Se compose d'un fichier contenant une séquence par ligne. Seuls les caractères de base d'ADN standard sont pris en charge («A», «C», «G», «T»). Les séquences peuvent ne pas contenir d'espaces vides au début ou à la fin de la chaîne, car ceux-ci seront comptés comme des caractères d'alignement. Le fichier peut ne pas contenir de lignes vides car celles-ci seront considérées comme des séquences de longueur zéro. Les séquences n'ont pas besoin d'être triées et peuvent être répétées.
Exemple:
TTACTATCGATCATCATCGACTGACTACG
ACTGCATCGACTAGCTACGACTACGCTACCATCAG
TTACTATCGATCATCATCGACTGACTAGC
ACTACGACTACGACTCAGCTCACTATCAGC
GCATCGACCGCTACTACGCATACTACGACATC
Si le nombre des séquences est connu, il peut être spécifié dans le fichier d'entrée en utilisant le format suivant:
[Séquence] t [count] n
Où ' t' désigne le caractère d'onglet et ' n' le caractère Newline. Les séquences n'ont pas besoin d'être triées et peuvent également être répétées. Si une séquence répétée est trouvée, leur nombre sera ajouté ensemble. Comme précédemment, les séquences ne peuvent contenir aucun caractères supplémentaires et le fichier peut ne pas contenir de lignes vides.
Exemple:
TATCGACTCTATCTATCGCTGATGCGTAC 200
CGAGCCGCCGGCACGTCACGACGCATCAA 1
TAGCACCTACGCATCTCGACTATCACG 234
CGAGCCGCCGGCACGTCACGACGCATCAA 17
TGACTCTATCAGCTAC 39
StarCode prend également en charge les fichiers FastA et FastQ. Notez cependant que StarCode n'utilise pas les facteurs de qualité et les seules informations pertinentes est la séquence elle-même. Les étiquettes FASTA / FASTQ ne seront pas utilisées pour identifier les séquences du fichier de sortie. Les séquences n'ont pas besoin d'être triées et peuvent être répétées.
Exemple Fasta:
> FASTA sequence 1 label
ATGCATCGATCACTCATCAGCTACAG
> FASTA sequence 2 label
TATCGACTATCTACGACTACATCA
> FASTA sequence 3 label
ATCATCACTCTAGCAGCGTACTCGCA
> FASTA sequence 4 label
ATGCATCGATTACTCATCAGCTACAG
Exemple de Fastq:
@ FASTQ sequence 1 label
CATCGAGCAGCTATGCAGCTACGAGT
+
-$#'%-#.&)%#)"".)--'*()$)%
@ FASTQ sequence 2 label
TACTGCTGATATTCAGCTCACACC
+
,*#%+#&*$-#,''+*)'&.,).,
StarCode imprime une ligne pour chaque cluster détecté avec le format suivant:
[Séquence canonique] t [taille du cluster] t [séquences de cluster] n
Où ' t' désigne le caractère d'onglet et ' n' le caractère Newline. La `` séquence canonique '' est la séquence du cluster qui a plus de dénombrements, la «taille du cluster» est le nombre agrégé de toutes les séquences qui forment le cluster, et les «séquences de grappes» est une liste de toutes les séquences de grappes séparées par des virgules et dans ordonnance arbitraire. Les lignes sont imprimées triées par «taille de cluster» dans l'ordre descendant.

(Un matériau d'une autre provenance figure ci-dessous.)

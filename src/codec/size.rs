//! Exact encoded size of object instances

use std::collections::HashMap;
use std::sync::Arc;

use crate::error::{ChunkSchemaError, Result};
use crate::schema::{SchemaCatalog, SchemaId};
use crate::value::{ObjectGraph, ObjectId};

use super::walk::Walk;

/// Computes `encode(instance).len()` without encoding
///
/// Sizes of fixed-width schemas are computed once, when the calculator is
/// built, and answered from the cache afterwards.
#[derive(Debug, Clone)]
pub struct SizeCalculator {
    catalog: Arc<SchemaCatalog>,
    fixed: HashMap<SchemaId, u32>,
}

impl SizeCalculator {
    pub fn new(catalog: Arc<SchemaCatalog>) -> Self {
        let fixed = catalog
            .defined_ids()
            .filter_map(|id| match catalog.static_size(id) {
                Ok(Some(size)) => Some((id, size)),
                _ => None,
            })
            .collect();
        Self { catalog, fixed }
    }

    /// Cached size of a fixed-width schema
    pub fn fixed_size(&self, schema: SchemaId) -> Option<u32> {
        self.fixed.get(&schema).copied()
    }

    /// Encoded byte length of the instance rooted at `root`
    ///
    /// The instance must not change between this call and the encode it
    /// sizes; holding `&ObjectGraph` across both calls guarantees that.
    pub fn size_of(&self, graph: &ObjectGraph, root: ObjectId) -> Result<u32> {
        if !Arc::ptr_eq(graph.catalog(), &self.catalog) {
            return Err(ChunkSchemaError::invalid_argument(
                "graph",
                "object graph uses a different schema catalog",
            ));
        }

        let schema = graph.schema_of(root)?;
        if let Some(size) = self.fixed_size(schema) {
            return Ok(size);
        }

        let mut total = 0u64;
        for token in Walk::new(graph, root)? {
            total += token?.encoded_len();
        }
        u32::try_from(total).map_err(|_| {
            ChunkSchemaError::invalid_argument("instance", format!("encoded size {} exceeds u32", total))
        })
    }
}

Par exemple, une exécution avec la distance d'entrée et de clustering suivante de 3 (-d3):
TAGCTAGACGTA 250
TAGCTAGCCGTA 10
TAAGCTAGGGGT 16
ACGCGAGCGGAA 155
ACTTTAGCGGAA 1
produirait la sortie suivante:
TAGCTAGACGTA 260 TAGCTAGACGTA,TAGCTAGCCGTA
ACGCGAGCGGAA 156 ACGCGAGCGGAA,ACTTTAGCGGAA
TAAGCTAGGGGT 16 TAAGCTAGGGGT
Le même exemple exécuté avec une distance plus restrictive -D2 produirait la sortie suivante:
TAGCTAGACGTA 260 TAGCTAGACGTA,TAGCTAGCCGTA
ACGCGAGCGGAA 155 ACGCGAGCGGAA
TAAGCTAGGGGT 16 TAAGCTAGGGGT
ACTTTAGCGGAA 1 ACTTTAGCGGAA
En mode de sortie non redondant, Starcode imprime uniquement la séquence canonique de chaque cluster, une par ligne. Après l'exemple de la section précédente, la sortie avec la distance 3 (-d3) serait:
TAGCTAGACGTA
ACGCGAGCGGAA
Alors que pour -d2:
TAGCTAGACGTA
ACGCGAGCGGAA
TAAGCTAGGGGT
ACTTTAGCGGAA
StarCode est sous licence GNU General Public Licence, version 3 (GPLV3), pour plus d'informations, lisez le fichier de licence ou référez-vous à:
http://www.gnu.org/licenses/
Si vous utilisez notre logiciel, veuillez citer:
Zorita E, Cusco P, Filion GJ. 2015. Starcode: regroupement de séquences basé sur la recherche toutes les paires. Bioinformatics 31 (12): 1913-1919.